- Born: December 29, 1958 (age 66) Hoboken, New Jersey, U.S.
- Position: Linesman
- Played for: National Hockey League
- Playing career: 1984–2008

= Pat Dapuzzo =

Pat Dapuzzo (born December 29, 1958) is a retired National Hockey League linesman. Over an extensive officiating career that spanned from 1984-2008, he was known for wearing the distinctive uniform number 60. Throughout those 24 years, Dapuzzo played a crucial role in managing the flow of countless NHL games, ensuring fair play and upholding the rules on the ice.

==Biography==
Dapuzzo grew up in North Bergen, New Jersey, where he played roller hockey near his church and attended Franklin Elementary School. Despite limited local ice skating opportunities, he developed impressive skating skills that helped him become an NHL linesman just six years after high school, starting in the 1984–85 NHL season. Over his career, he officiated 1,532 regular-season games, 63 playoff games, an NHL All-Star Game, and the 1991 Canada Cup, earning respect for his fairness and expertise at both national and international levels.

==Retirement==
Dapuzzo retired after the 2007–08 NHL season following a serious injury sustained on February 9, 2008. He was accidentally struck in the face by the skate of Philadelphia Flyers' Steve Downie during a game.

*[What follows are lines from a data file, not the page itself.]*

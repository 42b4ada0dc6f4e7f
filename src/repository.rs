use std::path::{Path, PathBuf};

use anyhow::{anyhow, Context};
use sha2::{Digest, Sha256};
use tracing::{debug, info};

use crate::protocol::{LanguageModelFiles, TranslationModelPayload};
use crate::router::{plan_legs, LanguagePair};

/// Reads model files laid out as `<root>/<src><trg>/...`.
#[derive(Clone, Debug)]
pub struct ModelRepository {
    root: PathBuf,
}

/// File names for one leg, e.g. for `esen`: `model.esen.intgemm.alphas.bin`.
#[derive(Clone, Debug)]
pub struct LegFileNames {
    pub dir: PathBuf,
    pub model: PathBuf,
    pub lex: PathBuf,
    pub vocab: PathBuf,
    pub srcvocab: PathBuf,
    pub trgvocab: PathBuf,
    pub quality_model: PathBuf,
}

impl ModelRepository {
    pub fn new(root: impl Into<PathBuf>) -> Self {
        Self { root: root.into() }
    }

    pub fn root(&self) -> &Path {
        &self.root
    }

    pub fn file_names(&self, pair: &LanguagePair) -> LegFileNames {
        let key = pair.key();
        let dir = self.root.join(&key);
        LegFileNames {
            model: dir.join(format!("model.{key}.intgemm.alphas.bin")),
            lex: dir.join(format!("lex.50.50.{key}.s2t.bin")),
            vocab: dir.join(format!("vocab.{key}.spm")),
            srcvocab: dir.join(format!("srcvocab.{key}.spm")),
            trgvocab: dir.join(format!("trgvocab.{key}.spm")),
            quality_model: dir.join(format!("qualityModel.{key}.bin")),
            dir,
        }
    }

    pub fn load_payload(&self, pair: &LanguagePair) -> anyhow::Result<TranslationModelPayload> {
        let names = self.file_names(pair);
        if !names.dir.is_dir() {
            return Err(anyhow!(
                "no models for {pair}: directory not found: {}",
                names.dir.display()
            ));
        }

        let mut files = LanguageModelFiles::new();
        files.insert("model", read_file(&names.model)?);
        files.insert("lex", read_file(&names.lex)?);
        if names.vocab.exists() {
            files.insert("vocab", read_file(&names.vocab)?);
        } else {
            files.insert("srcvocab", read_file(&names.srcvocab)?);
            files.insert("trgvocab", read_file(&names.trgvocab)?);
        }
        if names.quality_model.exists() {
            files.insert("qualityModel", read_file(&names.quality_model)?);
        }
        debug!(pair = %pair, files = files.len(), bytes = files.total_bytes(), "loaded model files");

        Ok(TranslationModelPayload {
            source_language: pair.source.clone(),
            target_language: pair.target.clone(),
            language_model_files: files,
        })
    }

    /// Payloads for every leg `pair` needs, in translation order.
    pub fn load_payloads(
        &self,
        pair: &LanguagePair,
        pivot: &str,
    ) -> anyhow::Result<Vec<TranslationModelPayload>> {
        plan_legs(pair, pivot)
            .iter()
            .map(|leg| self.load_payload(leg).with_context(|| format!("load models for {pair}")))
            .collect()
    }
}

fn read_file(path: &Path) -> anyhow::Result<Vec<u8>> {
    std::fs::read(path).with_context(|| format!("read model file: {}", path.display()))
}

pub fn sha256_hex(bytes: &[u8]) -> String {
    hex::encode(Sha256::digest(bytes))
}

/// Reads the inference-unit binary. When `<path>.sha256` exists, its first token must equal the
/// binary's SHA-256.
pub fn load_inference_unit(path: &Path) -> anyhow::Result<Vec<u8>> {
    let binary = std::fs::read(path)
        .with_context(|| format!("read inference unit: {}", path.display()))?;

    let mut hash_path = path.as_os_str().to_owned();
    hash_path.push(".sha256");
    let hash_path = PathBuf::from(hash_path);
    if hash_path.exists() {
        let text = std::fs::read_to_string(&hash_path)
            .with_context(|| format!("read hash file: {}", hash_path.display()))?;
        let expected = text
            .split_whitespace()
            .next()
            .ok_or_else(|| anyhow!("unable to extract hash from {}", hash_path.display()))?
            .to_ascii_lowercase();
        let actual = sha256_hex(&binary);
        if actual != expected {
            return Err(anyhow!(
                "hash mismatch for {}: expected {expected}, received {actual}",
                path.display()
            ));
        }
        info!(path = %path.display(), "inference unit hash verified");
    }
    Ok(binary)
}
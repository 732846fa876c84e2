//! Process scanning utilities for discovering and reading process entries from /proc.
//!
//! This module provides functions to scan the proc root for process entries
//! and read process names.

use std::fs;
use std::path::{Path, PathBuf};

/// Process entry representing a directory in /proc filesystem.
#[derive(Debug, Clone, PartialEq, Eq)]
pub struct ProcEntry {
    pub pid: u32,
    pub proc_path: PathBuf,
}

/// Scans the proc root for process entries with numeric PIDs, ordered by PID.
pub fn collect_proc_entries(root: &Path) -> Vec<ProcEntry> {
    let mut out = Vec::new();
    if let Ok(entries) = fs::read_dir(root) {
        for entry in entries.flatten() {
            let p = entry.path();
            let name = match p.file_name().and_then(|s| s.to_str()) {
                Some(v) => v,
                None => continue,
            };
            if name.is_empty() || !name.chars().all(|c| c.is_ascii_digit()) {
                continue;
            }
            let pid: u32 = match name.parse() {
                Ok(v) => v,
                Err(_) => continue,
            };
            out.push(ProcEntry { pid, proc_path: p });
        }
    }
    out.sort_by_key(|e| e.pid);
    out
}

/// Reads process name from comm file or extracts from cmdline.
pub fn read_process_name(proc_path: &Path) -> Option<String> {
    let comm = proc_path.join("comm");
    if let Ok(s) = fs::read_to_string(&comm) {
        let t = s.trim();
        if !t.is_empty() {
            return Some(t.into());
        }
    }

    let cmd = proc_path.join("cmdline");
    if let Ok(content) = fs::read(&cmd) {
        if let Some(first) = content.split(|&b| b == 0u8).next() {
            if let Ok(arg0) = std::str::from_utf8(first) {
                if let Some(name) = Path::new(arg0).file_name() {
                    return name.to_str().map(|s| s.to_string());
                }
            }
        }
    }
    None
}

The incident caused ten facial fractures and nearly severed his nose, which required over forty stitches to reattach. The injury, which might have been prevented had he been wearing a visor, effectively ended his officiating career and prompted discussions about safety equipment for officials. Despite the setback, Dapuzzo remained involved in hockey as a part-time scout for the Toronto Maple Leafs.